── Data section

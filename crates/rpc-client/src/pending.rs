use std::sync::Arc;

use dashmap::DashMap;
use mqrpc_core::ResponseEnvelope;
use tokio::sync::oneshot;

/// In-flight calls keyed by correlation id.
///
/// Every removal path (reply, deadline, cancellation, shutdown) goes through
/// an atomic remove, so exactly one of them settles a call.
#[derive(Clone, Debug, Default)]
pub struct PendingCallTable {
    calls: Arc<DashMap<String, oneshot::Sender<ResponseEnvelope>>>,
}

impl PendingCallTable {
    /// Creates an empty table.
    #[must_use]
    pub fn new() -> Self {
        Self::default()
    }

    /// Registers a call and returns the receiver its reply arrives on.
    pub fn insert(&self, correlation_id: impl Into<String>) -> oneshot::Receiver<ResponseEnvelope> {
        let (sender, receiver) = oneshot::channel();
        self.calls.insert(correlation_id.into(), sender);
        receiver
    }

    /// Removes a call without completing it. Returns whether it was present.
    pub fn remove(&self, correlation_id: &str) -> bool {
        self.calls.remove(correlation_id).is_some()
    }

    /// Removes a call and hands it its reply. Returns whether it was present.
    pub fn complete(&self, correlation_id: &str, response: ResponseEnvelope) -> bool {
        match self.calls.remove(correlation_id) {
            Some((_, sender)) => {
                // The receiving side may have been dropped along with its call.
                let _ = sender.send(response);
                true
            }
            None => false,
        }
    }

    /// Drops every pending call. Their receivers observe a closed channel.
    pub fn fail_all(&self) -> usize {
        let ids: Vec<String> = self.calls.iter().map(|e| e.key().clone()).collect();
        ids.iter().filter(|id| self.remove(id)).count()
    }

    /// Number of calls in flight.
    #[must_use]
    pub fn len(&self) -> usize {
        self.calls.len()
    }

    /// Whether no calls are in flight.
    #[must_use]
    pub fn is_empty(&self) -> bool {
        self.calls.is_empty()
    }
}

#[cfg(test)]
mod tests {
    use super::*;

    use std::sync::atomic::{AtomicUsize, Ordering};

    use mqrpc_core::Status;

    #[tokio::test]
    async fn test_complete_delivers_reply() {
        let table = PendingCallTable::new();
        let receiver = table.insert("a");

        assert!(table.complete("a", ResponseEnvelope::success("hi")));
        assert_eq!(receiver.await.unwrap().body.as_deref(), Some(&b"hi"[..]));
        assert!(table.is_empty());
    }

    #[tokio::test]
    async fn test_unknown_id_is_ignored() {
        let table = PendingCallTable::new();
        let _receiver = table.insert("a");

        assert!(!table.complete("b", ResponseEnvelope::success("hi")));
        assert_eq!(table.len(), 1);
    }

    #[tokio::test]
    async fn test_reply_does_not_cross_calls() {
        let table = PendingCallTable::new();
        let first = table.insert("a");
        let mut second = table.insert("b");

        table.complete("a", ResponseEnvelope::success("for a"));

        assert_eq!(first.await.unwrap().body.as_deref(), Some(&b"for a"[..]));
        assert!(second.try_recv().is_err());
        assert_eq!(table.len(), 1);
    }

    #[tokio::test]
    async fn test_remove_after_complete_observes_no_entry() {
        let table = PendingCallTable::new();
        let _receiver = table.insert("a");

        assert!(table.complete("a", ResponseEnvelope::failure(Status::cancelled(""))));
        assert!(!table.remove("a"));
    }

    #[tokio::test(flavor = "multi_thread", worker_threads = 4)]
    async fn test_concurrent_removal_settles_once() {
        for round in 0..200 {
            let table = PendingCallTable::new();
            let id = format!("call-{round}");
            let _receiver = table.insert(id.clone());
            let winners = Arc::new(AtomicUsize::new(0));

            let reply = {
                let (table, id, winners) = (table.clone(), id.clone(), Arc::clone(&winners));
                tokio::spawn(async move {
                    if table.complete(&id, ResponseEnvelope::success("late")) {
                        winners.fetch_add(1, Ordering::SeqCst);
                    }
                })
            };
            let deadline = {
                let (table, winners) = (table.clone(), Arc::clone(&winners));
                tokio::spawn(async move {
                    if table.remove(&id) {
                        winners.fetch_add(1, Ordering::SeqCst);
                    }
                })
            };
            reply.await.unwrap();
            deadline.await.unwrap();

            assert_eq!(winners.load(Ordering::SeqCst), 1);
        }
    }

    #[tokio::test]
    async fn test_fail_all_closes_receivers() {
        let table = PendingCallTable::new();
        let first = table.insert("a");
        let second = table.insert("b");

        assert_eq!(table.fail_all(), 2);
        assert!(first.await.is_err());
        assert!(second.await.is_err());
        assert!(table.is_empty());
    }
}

────

**What you will do**.
Lines with "async" in the records above: copy every one of them.

**Response area**.
    async fn test_complete_delivers_reply() {
    async fn test_unknown_id_is_ignored() {
    async fn test_reply_does_not_cross_calls() {
    async fn test_remove_after_complete_observes_no_entry() {
    async fn test_concurrent_removal_settles_once() {
                tokio::spawn(async move {
                tokio::spawn(async move {
    async fn test_fail_all_closes_receivers() {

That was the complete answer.